We should also remember that the chart does not describe an IFR cloud break procedure. It seems to be just "route guidance" to aid what should be a visual section of the flight. I suspect that elsewhere in the company Ops manual there would have been an offshore cloud break procedure to get them VMC below cloud.

Well thats the hole point.
The sad fact is its not clear enough and not noticed by the crew....easy to say otherwise now...

Jag Race 14th Apr 2017 10:00


Originally Posted by Thunderbirdsix (Post 9739910)
Flashes every 12sec takes 26sec to do a full turn

Shouldn't the time to do a full turn be a multiple of the flash interval?

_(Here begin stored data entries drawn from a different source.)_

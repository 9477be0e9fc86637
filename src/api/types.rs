//! API request and response types

use crate::conversation::Conversation;
use serde::{Deserialize, Serialize};

/// Request to send a chat message
#[derive(Debug, Deserialize)]
pub struct SendMessageRequest {
    pub text: String,
}

/// A session and its full conversation
#[derive(Debug, Serialize)]
pub struct SessionResponse {
    pub session_id: String,
    pub messages: Conversation,
    pub pending: bool,
}

/// Response for lifecycle actions
#[derive(Debug, Serialize)]
pub struct SuccessResponse {
    pub success: bool,
}

/// Error response
#[derive(Debug, Serialize)]
pub struct ErrorResponse {
    pub error: String,
}

impl ErrorResponse {
    pub fn new(message: impl Into<String>) -> Self {
        Self {
            error: message.into(),
        }
    }
}
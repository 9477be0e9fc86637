//! Conversation state
//!
//! Owns the ordered message history of one widget session together with
//! the single-flight "awaiting reply" flag.

mod message;
mod store;

#[cfg(test)]
mod proptests;

pub use message::{Conversation, Message, Role};
pub use store::{ConversationStore, ValidationError};
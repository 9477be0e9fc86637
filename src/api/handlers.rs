//! HTTP request handlers

use super::assets::{serve_index, serve_static};
use super::types::{ErrorResponse, SendMessageRequest, SessionResponse, SuccessResponse};
use super::AppState;
use crate::conversation::ValidationError;
use axum::{
    extract::{rejection::JsonRejection, Path, State},
    http::StatusCode,
    response::{IntoResponse, Response},
    routing::{get, post},
    Json, Router,
};

/// Create the API router
pub fn create_router(state: AppState) -> Router {
    Router::new()
        // Widget page and its assets
        .route("/", get(serve_index))
        .route("/assets/*path", get(serve_static))
        // Session lifecycle
        .route("/api/sessions", post(create_session))
        .route("/api/sessions/:id", get(get_session).delete(delete_session))
        // User messages
        .route("/api/sessions/:id/messages", post(send_message))
        // Version
        .route("/version", get(get_version))
        .with_state(state)
}

// ============================================================
// Session Lifecycle
// ============================================================

async fn create_session(State(state): State<AppState>) -> Json<SessionResponse> {
    let (session_id, session) = state.sessions.create().await;

    Json(SessionResponse {
        session_id,
        messages: session.snapshot().await,
        pending: false,
    })
}

async fn get_session(
    State(state): State<AppState>,
    Path(id): Path<String>,
) -> Result<Json<SessionResponse>, AppError> {
    let session = state
        .sessions
        .get(&id)
        .await
        .ok_or_else(|| AppError::NotFound(format!("Session not found: {id}")))?;

    Ok(Json(SessionResponse {
        messages: session.snapshot().await,
        pending: session.is_pending().await,
        session_id: id,
    }))
}

async fn delete_session(
    State(state): State<AppState>,
    Path(id): Path<String>,
) -> Result<Json<SuccessResponse>, AppError> {
    if !state.sessions.remove(&id).await {
        return Err(AppError::NotFound(format!("Session not found: {id}")));
    }

    Ok(Json(SuccessResponse { success: true }))
}

// ============================================================
// User Messages
// ============================================================

/// Waits for the reply and answers with the whole conversation
async fn send_message(
    State(state): State<AppState>,
    Path(id): Path<String>,
    payload: Result<Json<SendMessageRequest>, JsonRejection>,
) -> Result<Json<SessionResponse>, AppError> {
    let Json(req) = payload?;

    let session = state
        .sessions
        .get(&id)
        .await
        .ok_or_else(|| AppError::NotFound(format!("Session not found: {id}")))?;

    let messages = session.send(&req.text).await?;

    Ok(Json(SessionResponse {
        session_id: id,
        messages,
        pending: false,
    }))
}

// ============================================================
// Version
// ============================================================

async fn get_version() -> &'static str {
    env!("CARGO_PKG_VERSION")
}

// ============================================================
// Error Handling
// ============================================================

#[derive(Debug)]
enum AppError {
    BadRequest(String),
    Conflict(String),
    NotFound(String),
}

impl From<ValidationError> for AppError {
    fn from(e: ValidationError) -> Self {
        match e {
            ValidationError::EmptyMessage => AppError::BadRequest(e.to_string()),
            ValidationError::ReplyPending => AppError::Conflict(e.to_string()),
        }
    }
}

impl From<JsonRejection> for AppError {
    fn from(rejection: JsonRejection) -> Self {
        AppError::BadRequest(rejection.body_text())
    }
}

impl IntoResponse for AppError {
    fn into_response(self) -> Response {
        let (status, message) = match self {
            AppError::BadRequest(msg) => (StatusCode::BAD_REQUEST, msg),
            AppError::Conflict(msg) => (StatusCode::CONFLICT, msg),
            AppError::NotFound(msg) => (StatusCode::NOT_FOUND, msg),
        };

        let body = Json(ErrorResponse::new(message));
        (status, body).into_response()
    }
}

(That's if it even turns any more. It's solar-powered now).

FC80 14th Apr 2017 10:06

Makes for pretty grim reading.

It's interesting reading the different interpretations of the CHC route in to Blacksod from various sides - some interpreting it as a full IAP (which it is clearly not), others as a visual approach guide, which I don't really think it is either.

Either way, and wherever the truth lies, it's certainly taught me a valuable lesson regarding any assumption of any kind of obstacle clearance or guaranteed safe tracks using company 'homebrew' procedures.

Mark Six 14th Apr 2017 10:09

Agree completely with roundwego. You can't look at one page of that particular route guide in isolation from the rest of the information on the second page. Furthermore the crew would have been very familiar with the use of company route guides and would (should) have known of the necessity to read the complete document, the significance of spot heights, and the strengths and limitations of the guide. Without knowing the company SOP with regard to route guides it is premature to apportion "blame" to the route designer or management. For all we know that route may have been restricted to particular weather minima, minimum altitudes, speeds, etc. It certainly doesn't look like it's meant to be used as an instrument approach plate.